## Exercise goal
What do the lines from the top of the data through the line with "usize, len: usize" say? Quote them exactly and include both ends.

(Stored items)

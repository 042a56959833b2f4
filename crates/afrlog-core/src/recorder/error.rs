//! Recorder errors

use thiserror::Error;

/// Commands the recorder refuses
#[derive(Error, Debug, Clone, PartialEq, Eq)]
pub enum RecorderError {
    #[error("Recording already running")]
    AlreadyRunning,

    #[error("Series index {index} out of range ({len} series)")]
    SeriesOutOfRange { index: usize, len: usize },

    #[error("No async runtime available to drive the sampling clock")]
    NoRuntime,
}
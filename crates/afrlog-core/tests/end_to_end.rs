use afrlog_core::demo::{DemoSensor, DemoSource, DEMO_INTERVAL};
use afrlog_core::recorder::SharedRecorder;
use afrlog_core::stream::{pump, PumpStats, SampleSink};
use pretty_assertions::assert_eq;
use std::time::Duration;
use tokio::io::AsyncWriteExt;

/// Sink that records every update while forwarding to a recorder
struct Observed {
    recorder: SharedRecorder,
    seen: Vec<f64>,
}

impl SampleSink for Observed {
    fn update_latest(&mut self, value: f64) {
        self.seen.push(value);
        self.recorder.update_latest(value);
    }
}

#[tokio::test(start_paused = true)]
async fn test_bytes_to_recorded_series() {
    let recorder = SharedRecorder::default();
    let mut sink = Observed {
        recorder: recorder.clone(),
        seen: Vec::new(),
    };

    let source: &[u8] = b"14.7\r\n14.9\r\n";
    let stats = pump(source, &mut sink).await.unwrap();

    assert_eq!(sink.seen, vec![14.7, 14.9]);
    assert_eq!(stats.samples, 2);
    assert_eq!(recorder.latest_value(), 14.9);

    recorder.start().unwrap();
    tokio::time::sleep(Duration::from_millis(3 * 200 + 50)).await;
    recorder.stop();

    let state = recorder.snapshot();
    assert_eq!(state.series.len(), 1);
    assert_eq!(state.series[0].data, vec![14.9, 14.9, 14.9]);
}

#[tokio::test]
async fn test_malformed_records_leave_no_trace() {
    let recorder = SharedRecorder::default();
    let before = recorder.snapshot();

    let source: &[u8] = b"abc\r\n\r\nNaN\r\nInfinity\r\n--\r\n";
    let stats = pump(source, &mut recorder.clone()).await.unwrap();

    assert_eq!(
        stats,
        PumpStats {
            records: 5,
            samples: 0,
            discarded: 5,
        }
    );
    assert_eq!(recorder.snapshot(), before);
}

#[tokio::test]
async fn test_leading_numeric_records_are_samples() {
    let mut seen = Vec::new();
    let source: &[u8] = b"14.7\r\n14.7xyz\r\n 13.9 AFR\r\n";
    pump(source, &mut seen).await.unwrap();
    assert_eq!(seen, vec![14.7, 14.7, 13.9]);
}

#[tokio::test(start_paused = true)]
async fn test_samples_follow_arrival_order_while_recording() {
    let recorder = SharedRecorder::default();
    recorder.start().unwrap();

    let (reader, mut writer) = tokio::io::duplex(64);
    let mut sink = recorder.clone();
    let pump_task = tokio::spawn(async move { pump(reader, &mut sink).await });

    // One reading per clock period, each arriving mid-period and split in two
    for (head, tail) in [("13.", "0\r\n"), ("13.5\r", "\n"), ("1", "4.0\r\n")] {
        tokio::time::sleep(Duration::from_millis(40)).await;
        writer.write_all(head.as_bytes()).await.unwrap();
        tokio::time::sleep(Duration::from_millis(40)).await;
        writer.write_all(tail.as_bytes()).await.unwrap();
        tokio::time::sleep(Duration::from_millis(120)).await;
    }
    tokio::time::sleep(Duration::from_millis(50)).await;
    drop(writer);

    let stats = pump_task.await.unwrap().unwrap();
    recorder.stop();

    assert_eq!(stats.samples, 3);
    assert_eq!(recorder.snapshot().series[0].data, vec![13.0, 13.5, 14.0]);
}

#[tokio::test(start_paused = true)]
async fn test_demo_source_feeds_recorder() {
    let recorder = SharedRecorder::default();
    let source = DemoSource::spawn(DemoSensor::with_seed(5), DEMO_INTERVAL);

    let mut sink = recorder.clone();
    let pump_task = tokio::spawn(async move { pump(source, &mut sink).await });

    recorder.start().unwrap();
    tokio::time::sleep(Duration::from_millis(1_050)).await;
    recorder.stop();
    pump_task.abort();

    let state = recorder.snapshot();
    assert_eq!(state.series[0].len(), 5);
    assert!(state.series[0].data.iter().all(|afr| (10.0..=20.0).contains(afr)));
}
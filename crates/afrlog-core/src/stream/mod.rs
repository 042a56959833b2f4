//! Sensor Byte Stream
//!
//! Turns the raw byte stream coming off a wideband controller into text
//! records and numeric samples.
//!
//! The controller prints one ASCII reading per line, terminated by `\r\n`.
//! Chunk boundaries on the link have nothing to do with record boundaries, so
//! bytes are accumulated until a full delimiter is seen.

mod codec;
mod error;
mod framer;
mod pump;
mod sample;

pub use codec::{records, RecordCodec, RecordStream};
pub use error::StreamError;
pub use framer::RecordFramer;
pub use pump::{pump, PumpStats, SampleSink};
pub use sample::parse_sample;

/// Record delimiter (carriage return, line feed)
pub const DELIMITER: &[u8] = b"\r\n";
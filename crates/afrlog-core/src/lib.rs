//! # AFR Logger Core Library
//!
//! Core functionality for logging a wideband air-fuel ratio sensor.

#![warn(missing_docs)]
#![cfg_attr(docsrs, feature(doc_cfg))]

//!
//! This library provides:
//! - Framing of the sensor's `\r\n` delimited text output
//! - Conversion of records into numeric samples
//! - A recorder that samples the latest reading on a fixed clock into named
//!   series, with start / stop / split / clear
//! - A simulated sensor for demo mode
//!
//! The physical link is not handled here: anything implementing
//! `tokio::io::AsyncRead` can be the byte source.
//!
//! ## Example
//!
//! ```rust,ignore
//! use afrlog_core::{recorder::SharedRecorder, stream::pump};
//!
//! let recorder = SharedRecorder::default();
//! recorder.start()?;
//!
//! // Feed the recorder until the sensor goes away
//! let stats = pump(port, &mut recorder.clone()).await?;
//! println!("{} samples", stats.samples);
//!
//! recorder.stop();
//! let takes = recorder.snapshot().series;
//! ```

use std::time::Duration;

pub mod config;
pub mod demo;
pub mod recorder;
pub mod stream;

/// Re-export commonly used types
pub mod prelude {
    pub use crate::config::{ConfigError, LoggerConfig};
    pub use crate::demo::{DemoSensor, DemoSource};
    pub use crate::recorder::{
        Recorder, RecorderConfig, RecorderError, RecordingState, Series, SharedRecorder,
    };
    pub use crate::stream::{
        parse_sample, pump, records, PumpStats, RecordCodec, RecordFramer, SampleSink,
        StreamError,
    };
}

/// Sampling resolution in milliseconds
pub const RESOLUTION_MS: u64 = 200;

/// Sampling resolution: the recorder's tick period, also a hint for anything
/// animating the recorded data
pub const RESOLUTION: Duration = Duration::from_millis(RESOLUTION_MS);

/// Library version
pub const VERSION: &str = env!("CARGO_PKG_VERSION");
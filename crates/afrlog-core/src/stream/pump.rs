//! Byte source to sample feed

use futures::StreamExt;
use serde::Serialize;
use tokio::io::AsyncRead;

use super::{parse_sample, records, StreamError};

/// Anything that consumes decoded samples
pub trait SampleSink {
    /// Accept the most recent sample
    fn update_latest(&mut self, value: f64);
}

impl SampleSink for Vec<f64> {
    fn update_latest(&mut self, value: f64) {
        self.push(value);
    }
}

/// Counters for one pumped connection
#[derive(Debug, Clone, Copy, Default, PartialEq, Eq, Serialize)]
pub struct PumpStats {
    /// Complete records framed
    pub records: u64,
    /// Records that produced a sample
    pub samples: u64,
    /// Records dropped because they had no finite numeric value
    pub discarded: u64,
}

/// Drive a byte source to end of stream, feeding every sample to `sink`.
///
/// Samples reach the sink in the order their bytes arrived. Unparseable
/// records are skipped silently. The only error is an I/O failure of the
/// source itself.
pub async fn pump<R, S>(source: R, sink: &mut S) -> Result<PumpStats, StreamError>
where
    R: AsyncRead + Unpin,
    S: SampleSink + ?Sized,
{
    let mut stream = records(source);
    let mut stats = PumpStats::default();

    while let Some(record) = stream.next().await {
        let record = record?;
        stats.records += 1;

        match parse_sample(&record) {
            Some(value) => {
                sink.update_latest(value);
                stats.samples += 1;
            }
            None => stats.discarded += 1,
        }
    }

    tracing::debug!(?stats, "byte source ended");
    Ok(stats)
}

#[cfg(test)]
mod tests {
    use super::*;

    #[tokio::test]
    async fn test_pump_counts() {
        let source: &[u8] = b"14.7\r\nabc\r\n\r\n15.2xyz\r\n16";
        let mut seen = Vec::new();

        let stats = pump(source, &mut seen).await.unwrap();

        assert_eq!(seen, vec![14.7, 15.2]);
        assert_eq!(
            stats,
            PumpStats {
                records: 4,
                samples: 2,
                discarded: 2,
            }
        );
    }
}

## Reply to the task
repository 042a56959833b2f4
filename crates/afrlog-core/src/recorder/error.rs
//! Recorder errors

use thiserror::Error;

/// Commands the recorder refuses
#[derive(Error, Debug, Clone, PartialEq, Eq)]
pub enum RecorderError {
    #[error("Recording already running")]
    AlreadyRunning,

    #[error("Series index {index} out of range ({len} series)")]
    SeriesOutOfRange { index: usize, len: usize },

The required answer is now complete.